### Activity
Exactly reproduce the line that contains "when it contains" and all lines after it in the entries below, through the very last line.

### Data provided

____

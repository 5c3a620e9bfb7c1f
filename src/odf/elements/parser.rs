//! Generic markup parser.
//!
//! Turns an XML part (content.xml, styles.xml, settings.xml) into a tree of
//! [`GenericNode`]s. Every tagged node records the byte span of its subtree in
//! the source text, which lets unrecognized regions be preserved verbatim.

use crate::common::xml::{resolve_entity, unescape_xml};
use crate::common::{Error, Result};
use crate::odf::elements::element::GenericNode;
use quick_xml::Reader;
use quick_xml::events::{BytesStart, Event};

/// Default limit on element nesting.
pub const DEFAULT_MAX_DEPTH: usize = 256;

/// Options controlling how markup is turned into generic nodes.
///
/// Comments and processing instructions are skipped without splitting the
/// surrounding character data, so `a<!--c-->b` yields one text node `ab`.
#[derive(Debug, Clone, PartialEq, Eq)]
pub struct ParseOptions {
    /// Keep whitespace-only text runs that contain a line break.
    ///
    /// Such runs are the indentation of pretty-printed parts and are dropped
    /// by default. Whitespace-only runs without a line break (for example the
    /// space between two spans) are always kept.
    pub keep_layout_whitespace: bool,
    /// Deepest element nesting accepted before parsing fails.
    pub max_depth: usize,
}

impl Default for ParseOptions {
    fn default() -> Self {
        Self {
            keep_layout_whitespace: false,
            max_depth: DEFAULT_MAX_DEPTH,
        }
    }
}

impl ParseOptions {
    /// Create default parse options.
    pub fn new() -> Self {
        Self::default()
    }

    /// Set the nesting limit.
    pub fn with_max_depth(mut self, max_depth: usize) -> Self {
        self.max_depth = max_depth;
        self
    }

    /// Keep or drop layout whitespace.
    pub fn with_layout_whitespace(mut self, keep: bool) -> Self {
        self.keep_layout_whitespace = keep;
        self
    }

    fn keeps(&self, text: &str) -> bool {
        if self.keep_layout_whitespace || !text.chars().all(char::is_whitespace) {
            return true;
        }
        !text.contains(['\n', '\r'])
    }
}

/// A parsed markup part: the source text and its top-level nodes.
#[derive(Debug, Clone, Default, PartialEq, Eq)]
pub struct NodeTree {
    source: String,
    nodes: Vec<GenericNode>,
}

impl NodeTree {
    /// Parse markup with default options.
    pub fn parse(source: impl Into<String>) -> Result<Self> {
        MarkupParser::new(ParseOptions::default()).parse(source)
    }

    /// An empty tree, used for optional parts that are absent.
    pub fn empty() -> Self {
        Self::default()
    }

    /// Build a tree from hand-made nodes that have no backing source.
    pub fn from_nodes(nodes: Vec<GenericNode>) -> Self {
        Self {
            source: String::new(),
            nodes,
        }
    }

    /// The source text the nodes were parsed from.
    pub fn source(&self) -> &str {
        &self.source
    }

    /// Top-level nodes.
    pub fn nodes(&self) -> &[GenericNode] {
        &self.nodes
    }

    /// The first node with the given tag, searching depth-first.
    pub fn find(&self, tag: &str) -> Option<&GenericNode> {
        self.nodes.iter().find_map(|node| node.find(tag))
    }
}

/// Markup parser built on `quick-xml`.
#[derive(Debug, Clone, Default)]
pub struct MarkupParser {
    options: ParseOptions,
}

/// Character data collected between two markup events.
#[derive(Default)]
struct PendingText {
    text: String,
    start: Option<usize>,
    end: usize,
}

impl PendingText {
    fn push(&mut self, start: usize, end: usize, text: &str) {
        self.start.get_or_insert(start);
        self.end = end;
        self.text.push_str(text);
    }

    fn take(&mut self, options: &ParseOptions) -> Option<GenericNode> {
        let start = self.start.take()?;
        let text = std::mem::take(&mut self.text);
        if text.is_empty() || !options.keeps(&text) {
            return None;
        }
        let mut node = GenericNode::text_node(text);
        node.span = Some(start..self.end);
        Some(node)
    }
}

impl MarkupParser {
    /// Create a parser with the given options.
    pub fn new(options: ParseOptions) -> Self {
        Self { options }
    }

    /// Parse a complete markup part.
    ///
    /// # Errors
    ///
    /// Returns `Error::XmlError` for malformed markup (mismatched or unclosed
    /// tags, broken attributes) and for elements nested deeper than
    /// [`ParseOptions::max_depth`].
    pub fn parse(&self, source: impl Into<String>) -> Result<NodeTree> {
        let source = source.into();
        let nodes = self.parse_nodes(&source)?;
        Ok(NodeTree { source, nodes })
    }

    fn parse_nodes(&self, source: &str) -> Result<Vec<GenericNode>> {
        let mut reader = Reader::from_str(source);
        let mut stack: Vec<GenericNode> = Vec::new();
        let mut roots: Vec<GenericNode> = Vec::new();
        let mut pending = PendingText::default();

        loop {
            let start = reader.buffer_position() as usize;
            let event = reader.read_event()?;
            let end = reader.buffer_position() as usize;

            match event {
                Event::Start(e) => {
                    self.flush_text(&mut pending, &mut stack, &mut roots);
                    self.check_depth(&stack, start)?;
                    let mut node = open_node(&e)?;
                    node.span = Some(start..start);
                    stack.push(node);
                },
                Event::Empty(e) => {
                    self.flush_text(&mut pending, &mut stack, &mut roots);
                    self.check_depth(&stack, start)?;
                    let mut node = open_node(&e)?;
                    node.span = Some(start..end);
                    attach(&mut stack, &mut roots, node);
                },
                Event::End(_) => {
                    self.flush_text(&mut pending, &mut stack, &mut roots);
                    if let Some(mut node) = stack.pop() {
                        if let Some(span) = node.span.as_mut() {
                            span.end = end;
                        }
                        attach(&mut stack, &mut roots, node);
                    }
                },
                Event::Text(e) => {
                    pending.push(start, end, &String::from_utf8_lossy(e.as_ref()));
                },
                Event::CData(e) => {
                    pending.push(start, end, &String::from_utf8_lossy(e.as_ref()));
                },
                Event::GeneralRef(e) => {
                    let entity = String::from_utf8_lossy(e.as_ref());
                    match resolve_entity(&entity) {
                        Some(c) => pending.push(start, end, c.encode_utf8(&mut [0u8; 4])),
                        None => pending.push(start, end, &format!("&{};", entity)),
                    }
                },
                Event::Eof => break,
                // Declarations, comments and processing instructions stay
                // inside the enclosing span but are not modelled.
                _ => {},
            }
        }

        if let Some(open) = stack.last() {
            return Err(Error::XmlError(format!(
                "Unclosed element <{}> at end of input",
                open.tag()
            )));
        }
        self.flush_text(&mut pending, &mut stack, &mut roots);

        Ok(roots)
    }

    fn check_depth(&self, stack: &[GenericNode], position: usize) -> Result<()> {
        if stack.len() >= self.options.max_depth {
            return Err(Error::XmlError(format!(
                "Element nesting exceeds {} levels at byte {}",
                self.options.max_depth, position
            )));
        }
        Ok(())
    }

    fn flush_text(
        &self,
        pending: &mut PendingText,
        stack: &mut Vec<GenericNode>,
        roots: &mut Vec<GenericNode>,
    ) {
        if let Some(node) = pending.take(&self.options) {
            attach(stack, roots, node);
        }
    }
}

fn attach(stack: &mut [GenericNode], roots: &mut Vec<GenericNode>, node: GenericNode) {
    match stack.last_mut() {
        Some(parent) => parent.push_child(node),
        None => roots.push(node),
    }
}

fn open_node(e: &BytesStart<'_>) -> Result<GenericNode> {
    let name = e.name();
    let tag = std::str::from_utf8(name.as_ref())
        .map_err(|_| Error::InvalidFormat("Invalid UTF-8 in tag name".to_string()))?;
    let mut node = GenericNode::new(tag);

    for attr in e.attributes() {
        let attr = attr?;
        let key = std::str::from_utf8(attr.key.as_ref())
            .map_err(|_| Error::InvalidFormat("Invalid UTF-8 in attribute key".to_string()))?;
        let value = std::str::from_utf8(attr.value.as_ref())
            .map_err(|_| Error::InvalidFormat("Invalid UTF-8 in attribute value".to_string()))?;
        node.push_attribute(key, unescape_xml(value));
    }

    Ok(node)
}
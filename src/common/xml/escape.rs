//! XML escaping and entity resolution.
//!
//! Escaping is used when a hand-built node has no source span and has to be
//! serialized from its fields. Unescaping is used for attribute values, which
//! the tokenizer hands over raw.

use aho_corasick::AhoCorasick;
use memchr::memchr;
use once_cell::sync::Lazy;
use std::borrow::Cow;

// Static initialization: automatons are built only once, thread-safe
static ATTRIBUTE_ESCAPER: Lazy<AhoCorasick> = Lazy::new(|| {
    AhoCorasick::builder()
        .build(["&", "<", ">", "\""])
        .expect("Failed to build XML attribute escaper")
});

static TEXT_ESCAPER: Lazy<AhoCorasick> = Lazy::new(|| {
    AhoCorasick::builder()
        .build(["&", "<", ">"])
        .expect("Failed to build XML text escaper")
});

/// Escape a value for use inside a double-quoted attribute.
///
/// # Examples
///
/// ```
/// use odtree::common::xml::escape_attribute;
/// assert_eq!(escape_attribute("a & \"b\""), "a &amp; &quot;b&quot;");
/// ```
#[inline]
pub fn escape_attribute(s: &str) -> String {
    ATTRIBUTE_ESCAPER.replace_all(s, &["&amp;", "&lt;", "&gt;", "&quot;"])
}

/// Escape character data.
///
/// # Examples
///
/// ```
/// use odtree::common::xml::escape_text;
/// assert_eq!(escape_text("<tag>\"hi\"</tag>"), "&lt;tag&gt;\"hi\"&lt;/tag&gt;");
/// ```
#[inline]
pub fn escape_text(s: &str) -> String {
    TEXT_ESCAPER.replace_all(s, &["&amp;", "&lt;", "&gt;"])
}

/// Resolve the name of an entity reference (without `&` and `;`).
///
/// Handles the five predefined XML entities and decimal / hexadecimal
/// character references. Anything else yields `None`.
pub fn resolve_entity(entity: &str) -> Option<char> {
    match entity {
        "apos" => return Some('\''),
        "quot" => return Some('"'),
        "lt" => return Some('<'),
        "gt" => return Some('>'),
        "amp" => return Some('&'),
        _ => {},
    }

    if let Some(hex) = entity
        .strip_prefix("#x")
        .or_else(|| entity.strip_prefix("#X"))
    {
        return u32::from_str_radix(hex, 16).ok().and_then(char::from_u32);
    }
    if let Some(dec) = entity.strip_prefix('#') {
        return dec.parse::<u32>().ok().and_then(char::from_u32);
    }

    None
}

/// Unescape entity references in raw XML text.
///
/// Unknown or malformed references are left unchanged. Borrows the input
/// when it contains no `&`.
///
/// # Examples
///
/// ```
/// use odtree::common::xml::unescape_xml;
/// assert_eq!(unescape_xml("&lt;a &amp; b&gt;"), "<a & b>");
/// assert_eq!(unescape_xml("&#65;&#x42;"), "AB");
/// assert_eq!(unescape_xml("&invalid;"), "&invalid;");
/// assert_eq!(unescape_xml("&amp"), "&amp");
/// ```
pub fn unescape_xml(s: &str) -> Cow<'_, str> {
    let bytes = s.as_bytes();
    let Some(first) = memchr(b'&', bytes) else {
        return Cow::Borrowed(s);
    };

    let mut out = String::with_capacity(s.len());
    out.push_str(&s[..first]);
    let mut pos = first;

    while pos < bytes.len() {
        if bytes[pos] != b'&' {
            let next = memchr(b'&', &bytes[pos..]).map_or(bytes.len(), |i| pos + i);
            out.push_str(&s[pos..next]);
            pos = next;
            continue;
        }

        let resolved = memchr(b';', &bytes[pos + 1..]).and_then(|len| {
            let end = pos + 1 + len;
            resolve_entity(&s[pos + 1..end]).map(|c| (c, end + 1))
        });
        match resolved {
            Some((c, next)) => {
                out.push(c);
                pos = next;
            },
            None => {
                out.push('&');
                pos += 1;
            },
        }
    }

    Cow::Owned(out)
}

____

### Response to this task
/// when it contains no `&`.
///
/// # Examples
///
/// ```
/// use odtree::common::xml::unescape_xml;
/// assert_eq!(unescape_xml("&lt;a &amp; b&gt;"), "<a & b>");
/// assert_eq!(unescape_xml("&#65;&#x42;"), "AB");
/// assert_eq!(unescape_xml("&invalid;"), "&invalid;");
/// assert_eq!(unescape_xml("&amp"), "&amp");
/// ```
pub fn unescape_xml(s: &str) -> Cow<'_, str> {
    let bytes = s.as_bytes();
    let Some(first) = memchr(b'&', bytes) else {
        return Cow::Borrowed(s);
    };

    let mut out = String::with_capacity(s.len());
    out.push_str(&s[..first]);
    let mut pos = first;

    while pos < bytes.len() {
        if bytes[pos] != b'&' {
            let next = memchr(b'&', &bytes[pos..]).map_or(bytes.len(), |i| pos + i);
            out.push_str(&s[pos..next]);
            pos = next;
            continue;
        }

        let resolved = memchr(b';', &bytes[pos + 1..]).and_then(|len| {
            let end = pos + 1 + len;
            resolve_entity(&s[pos + 1..end]).map(|c| (c, end + 1))
        });
        match resolved {
            Some((c, next)) => {
                out.push(c);
                pos = next;
            },
            None => {
                out.push('&');
                pos += 1;
            },
        }
    }

    Cow::Owned(out)
}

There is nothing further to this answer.